→ RAW DATA:
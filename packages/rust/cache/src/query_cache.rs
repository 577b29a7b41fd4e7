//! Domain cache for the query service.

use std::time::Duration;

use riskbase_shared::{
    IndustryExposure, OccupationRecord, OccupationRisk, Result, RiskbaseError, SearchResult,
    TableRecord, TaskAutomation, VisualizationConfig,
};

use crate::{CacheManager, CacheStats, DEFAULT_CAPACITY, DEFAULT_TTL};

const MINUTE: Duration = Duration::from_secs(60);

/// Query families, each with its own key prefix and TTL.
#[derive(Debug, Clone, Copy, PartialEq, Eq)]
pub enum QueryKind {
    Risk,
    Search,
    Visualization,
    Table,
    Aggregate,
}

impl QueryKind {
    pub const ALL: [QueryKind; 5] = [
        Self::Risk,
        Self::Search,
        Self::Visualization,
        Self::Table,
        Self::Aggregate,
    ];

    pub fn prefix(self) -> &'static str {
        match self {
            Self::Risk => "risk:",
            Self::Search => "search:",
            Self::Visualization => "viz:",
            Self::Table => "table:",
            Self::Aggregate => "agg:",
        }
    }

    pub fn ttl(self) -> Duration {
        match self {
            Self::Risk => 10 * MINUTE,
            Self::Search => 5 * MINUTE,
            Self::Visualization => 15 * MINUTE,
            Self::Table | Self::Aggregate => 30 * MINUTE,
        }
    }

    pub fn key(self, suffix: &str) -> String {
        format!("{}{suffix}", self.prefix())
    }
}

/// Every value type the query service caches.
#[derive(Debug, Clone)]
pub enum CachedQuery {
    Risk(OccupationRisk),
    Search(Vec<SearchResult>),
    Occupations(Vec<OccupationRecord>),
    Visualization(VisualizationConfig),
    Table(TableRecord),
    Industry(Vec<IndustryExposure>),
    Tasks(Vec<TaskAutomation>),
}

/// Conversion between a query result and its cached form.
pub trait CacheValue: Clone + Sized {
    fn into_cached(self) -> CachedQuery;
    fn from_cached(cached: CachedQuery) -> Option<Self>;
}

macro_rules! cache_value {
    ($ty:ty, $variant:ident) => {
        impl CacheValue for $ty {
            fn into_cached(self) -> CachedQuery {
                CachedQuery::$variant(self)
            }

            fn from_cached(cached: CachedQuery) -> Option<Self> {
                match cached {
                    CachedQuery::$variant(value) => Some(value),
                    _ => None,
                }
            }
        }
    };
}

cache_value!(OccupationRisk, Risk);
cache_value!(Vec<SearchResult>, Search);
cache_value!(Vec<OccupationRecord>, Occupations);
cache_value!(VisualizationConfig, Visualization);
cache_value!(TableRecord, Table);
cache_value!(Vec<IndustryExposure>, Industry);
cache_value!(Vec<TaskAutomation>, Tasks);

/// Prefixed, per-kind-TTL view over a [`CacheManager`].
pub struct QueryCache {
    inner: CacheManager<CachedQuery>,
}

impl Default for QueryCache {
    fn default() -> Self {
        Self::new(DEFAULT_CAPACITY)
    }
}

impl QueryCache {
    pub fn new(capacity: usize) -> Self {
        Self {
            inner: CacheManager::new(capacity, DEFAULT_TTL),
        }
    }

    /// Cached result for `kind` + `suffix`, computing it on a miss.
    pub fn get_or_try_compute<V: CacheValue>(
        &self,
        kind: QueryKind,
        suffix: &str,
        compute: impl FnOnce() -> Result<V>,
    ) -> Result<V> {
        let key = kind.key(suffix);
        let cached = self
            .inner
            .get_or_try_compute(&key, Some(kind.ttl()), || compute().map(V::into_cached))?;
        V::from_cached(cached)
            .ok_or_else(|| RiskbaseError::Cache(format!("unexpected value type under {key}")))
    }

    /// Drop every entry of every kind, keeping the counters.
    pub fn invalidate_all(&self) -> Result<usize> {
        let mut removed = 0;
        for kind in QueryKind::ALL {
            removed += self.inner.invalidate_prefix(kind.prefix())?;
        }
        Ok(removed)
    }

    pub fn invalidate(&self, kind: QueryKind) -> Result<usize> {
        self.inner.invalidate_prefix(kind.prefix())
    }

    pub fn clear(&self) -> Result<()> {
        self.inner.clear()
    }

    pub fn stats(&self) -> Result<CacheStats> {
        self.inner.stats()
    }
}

==

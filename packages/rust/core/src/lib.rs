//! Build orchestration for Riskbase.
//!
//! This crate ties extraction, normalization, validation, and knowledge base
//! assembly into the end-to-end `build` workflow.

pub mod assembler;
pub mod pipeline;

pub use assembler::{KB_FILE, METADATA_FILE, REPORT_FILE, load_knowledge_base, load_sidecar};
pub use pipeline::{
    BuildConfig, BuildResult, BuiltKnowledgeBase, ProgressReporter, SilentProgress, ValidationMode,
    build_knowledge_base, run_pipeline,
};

→ TASK: From the entries above, copy out every line where the string "VisualizationConfig" appears.

→ TASK RESPONSE:
    TableRecord, TaskAutomation, VisualizationConfig,
    Visualization(VisualizationConfig),
cache_value!(VisualizationConfig, Visualization);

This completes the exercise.